▶ [WORK REQUIRED]: Search the lines of the records for the word "usize", and copy every line that has it.

Stored items:
BEGIN
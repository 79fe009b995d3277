//! Flat triangle-array selector

use std::sync::Arc;

use super::{resolve_transform, TriangleQuery, TriangleSelector};
use crate::geometry::{IndexedMesh, Triangle};
use crate::scene::{NodeId, SceneManager};

/// Reports every triangle of a small mesh, no spatial culling
#[derive(Debug, Clone)]
pub struct MeshTriangleSelector {
    /// Local-space triangles, shared between clones
    triangles: Arc<[Triangle]>,

    node: Option<NodeId>,
}

impl MeshTriangleSelector {
    /// Selector over `triangles`, placed by `node`'s world transform
    ///
    /// Without a node the triangles are taken as already in world space.
    pub fn new(node: Option<NodeId>, triangles: Vec<Triangle>) -> Self {
        Self { triangles: triangles.into(), node }
    }

    /// Selector over an imported mesh
    pub fn from_mesh(node: Option<NodeId>, mesh: &IndexedMesh) -> Self {
        Self::new(node, mesh.triangles.clone())
    }

    /// Local-space triangles
    pub fn triangles(&self) -> &[Triangle] {
        &self.triangles
    }
}

impl TriangleSelector for MeshTriangleSelector {
    fn triangle_count(&self, _scene: &SceneManager) -> usize {
        self.triangles.len()
    }

    fn all_triangles(&self, query: &TriangleQuery<'_>, out: &mut Vec<Triangle>) {
        let Some(resolved) = resolve_transform(self.node, query) else {
            return;
        };
        out.extend(self.triangles.iter().map(|tri| resolved.output.apply(tri)));
    }

    fn node(&self) -> Option<NodeId> {
        self.node
    }

    fn clone_for_node(&self, node: NodeId) -> Box<dyn TriangleSelector> {
        Box::new(Self { triangles: Arc::clone(&self.triangles), node: Some(node) })
    }
}

#[cfg(test)]
mod tests {
    use super::*;
    use crate::foundation::math::{Mat4, Transform, Vec3};
    use crate::scene::SceneNode;
    use approx::assert_relative_eq;

    #[test]
    fn test_reports_world_space_triangles() {
        let mut scene = SceneManager::new();
        let node = scene.add_node(SceneNode::new("ramp").with_transform(Transform {
            position: Vec3::new(0.0, 1.0, 0.0),
            scale: Vec3::new(2.0, 2.0, 2.0),
            ..Default::default()
        }));
        let selector = MeshTriangleSelector::new(
            Some(node),
            vec![Triangle::new(Vec3::zeros(), Vec3::z(), Vec3::x())],
        );

        let mut out = Vec::new();
        selector.all_triangles(&TriangleQuery::new(&scene), &mut out);
        assert!(out.is_empty(), "node without world transform reports nothing");

        scene.update_absolute_transforms();
        selector.all_triangles(&TriangleQuery::new(&scene), &mut out);
        assert_eq!(out.len(), 1);
        assert_relative_eq!(out[0].v1, Vec3::new(0.0, 1.0, 2.0), epsilon = 1e-6);

        // Extra transform is applied after the world transform
        let half = Mat4::new_scaling(0.5);
        out.clear();
        selector.all_triangles(&TriangleQuery::new(&scene).with_transform(&half), &mut out);
        assert_relative_eq!(out[0].v1, Vec3::new(0.0, 0.5, 1.0), epsilon = 1e-6);
    }

    #[test]
    fn test_empty_selector_reports_nothing() {
        let scene = SceneManager::new();
        let selector = MeshTriangleSelector::new(None, Vec::new());

        let mut out = Vec::new();
        selector.all_triangles(&TriangleQuery::new(&scene), &mut out);
        assert!(out.is_empty());
        assert_eq!(selector.triangle_count(&scene), 0);
    }

    #[test]
    fn test_clone_shares_triangles() {
        let mut scene = SceneManager::new();
        let node = scene.add_node(SceneNode::new("copy"));
        let selector = MeshTriangleSelector::new(None, vec![Triangle::new(Vec3::zeros(), Vec3::z(), Vec3::x())]);

        let clone = selector.clone_for_node(node);
        assert_eq!(clone.node(), Some(node));
        assert_eq!(clone.triangle_count(&scene), 1);
    }
}
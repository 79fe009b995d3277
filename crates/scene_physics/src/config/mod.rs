//! Configuration system
//!
//! Physics tuning lives in plain serde structs so levels can ship their own
//! TOML or RON files next to the geometry.

pub use serde::{Serialize, Deserialize};

use crate::foundation::math::Vec3;
use crate::spatial::OctreeConfig;

/// Configuration trait
pub trait Config: Serialize + for<'de> Deserialize<'de> + Default {
    /// Load configuration from file
    fn load_from_file(path: &str) -> Result<Self, ConfigError> {
        let contents = std::fs::read_to_string(path)
            .map_err(ConfigError::Io)?;

        // Try different formats
        if path.ends_with(".toml") {
            toml::from_str(&contents).map_err(|e| ConfigError::Parse(e.to_string()))
        } else if path.ends_with(".ron") {
            ron::from_str(&contents).map_err(|e| ConfigError::Parse(e.to_string()))
        } else {
            Err(ConfigError::UnsupportedFormat(path.to_string()))
        }
    }

    /// Save configuration to file
    fn save_to_file(&self, path: &str) -> Result<(), ConfigError> {
        let contents = if path.ends_with(".toml") {
            toml::to_string_pretty(self).map_err(|e| ConfigError::Serialize(e.to_string()))?
        } else if path.ends_with(".ron") {
            ron::ser::to_string_pretty(self, ron::ser::PrettyConfig::default())
                .map_err(|e| ConfigError::Serialize(e.to_string()))?
        } else {
            return Err(ConfigError::UnsupportedFormat(path.to_string()));
        };

        std::fs::write(path, contents).map_err(ConfigError::Io)
    }
}

/// Configuration errors
#[derive(thiserror::Error, Debug)]
pub enum ConfigError {
    /// IO error
    #[error("IO error: {0}")]
    Io(#[from] std::io::Error),

    /// Parse error
    #[error("Parse error: {0}")]
    Parse(String),

    /// Serialization error
    #[error("Serialization error: {0}")]
    Serialize(String),

    /// Unsupported format
    #[error("Unsupported format: {0}")]
    UnsupportedFormat(String),
}

/// Tuning for one collision-response animator
#[derive(Debug, Clone, PartialEq, Serialize, Deserialize)]
#[serde(default)]
pub struct CollisionResponseConfig {
    /// Ellipsoid radii per axis; all three must be positive for collision to run
    pub ellipsoid_radius: Vec3,

    /// Gravity acceleration in units per second squared
    pub gravity: Vec3,

    /// Offset from the node's pivot to the ellipsoid center
    pub ellipsoid_translation: Vec3,

    /// Fixed sliding-speed epsilon in world units; derived from the radius when unset
    pub sliding_speed: Option<f32>,

    /// Whether gravity is integrated at all
    pub gravity_enabled: bool,

    /// Tilt the node to the ground normal under it (vehicles)
    pub follow_ground_inclination: bool,
}

impl Default for CollisionResponseConfig {
    fn default() -> Self {
        Self {
            ellipsoid_radius: Vec3::new(30.0, 60.0, 30.0),
            gravity: Vec3::new(0.0, -100.0, 0.0),
            ellipsoid_translation: Vec3::zeros(),
            sliding_speed: None,
            gravity_enabled: true,
            follow_ground_inclination: false,
        }
    }
}

/// Top-level physics configuration
#[derive(Debug, Clone, Default, PartialEq, Serialize, Deserialize)]
#[serde(default)]
pub struct PhysicsConfig {
    /// Defaults for collision-response animators
    pub collision_response: CollisionResponseConfig,

    /// Octree construction parameters for world selectors
    pub octree: OctreeConfig,
}

impl Config for PhysicsConfig {}
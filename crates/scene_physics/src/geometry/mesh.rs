//! Indexed triangle meshes
//!
//! The hand-off format from mesh importers: a vertex buffer in local mesh
//! space plus a triangle list index buffer. Selectors and octrees are built
//! from the resulting triangle soup once, at load time.

use super::{Triangle, AABB};
use crate::foundation::math::Vec3;
use crate::scene::SceneError;

/// Triangle soup built from a vertex and index buffer, in MODEL SPACE
#[derive(Debug, Clone, Default)]
pub struct IndexedMesh {
    /// Triangles in local coordinates (never modified after construction)
    pub triangles: Vec<Triangle>,
}

impl IndexedMesh {
    /// Build the triangle list from a triangle-list index buffer
    ///
    /// Every index must address an existing vertex and the index count must
    /// be a multiple of three.
    pub fn from_indexed(vertices: &[Vec3], indices: &[u32]) -> Result<Self, SceneError> {
        if indices.len() % 3 != 0 {
            return Err(SceneError::IncompleteTriangle { index_count: indices.len() });
        }

        let vertex = |index: u32| {
            vertices
                .get(index as usize)
                .copied()
                .ok_or(SceneError::IndexOutOfRange { index, vertex_count: vertices.len() })
        };

        let triangles = indices
            .chunks_exact(3)
            .map(|chunk| Ok(Triangle::new(vertex(chunk[0])?, vertex(chunk[1])?, vertex(chunk[2])?)))
            .collect::<Result<Vec<_>, SceneError>>()?;

        Ok(Self { triangles })
    }

    /// Wrap an already assembled triangle list
    pub fn from_triangles(triangles: Vec<Triangle>) -> Self {
        Self { triangles }
    }

    /// Bounding box of all triangles, `None` for an empty mesh
    pub fn bounding_box(&self) -> Option<AABB> {
        let (first, rest) = self.triangles.split_first()?;
        Some(rest.iter().fold(first.bounding_box(), |mut aabb, tri| {
            aabb.add_internal_box(&tri.bounding_box());
            aabb
        }))
    }

    /// Number of triangles
    pub fn len(&self) -> usize {
        self.triangles.len()
    }

    /// True when the mesh holds no triangles
    pub fn is_empty(&self) -> bool {
        self.triangles.is_empty()
    }
}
END
▶ [WRITTEN SOLUTION]:
    fn triangle_count(&self, _scene: &SceneManager) -> usize {
                .get(index as usize)
    pub fn len(&self) -> usize {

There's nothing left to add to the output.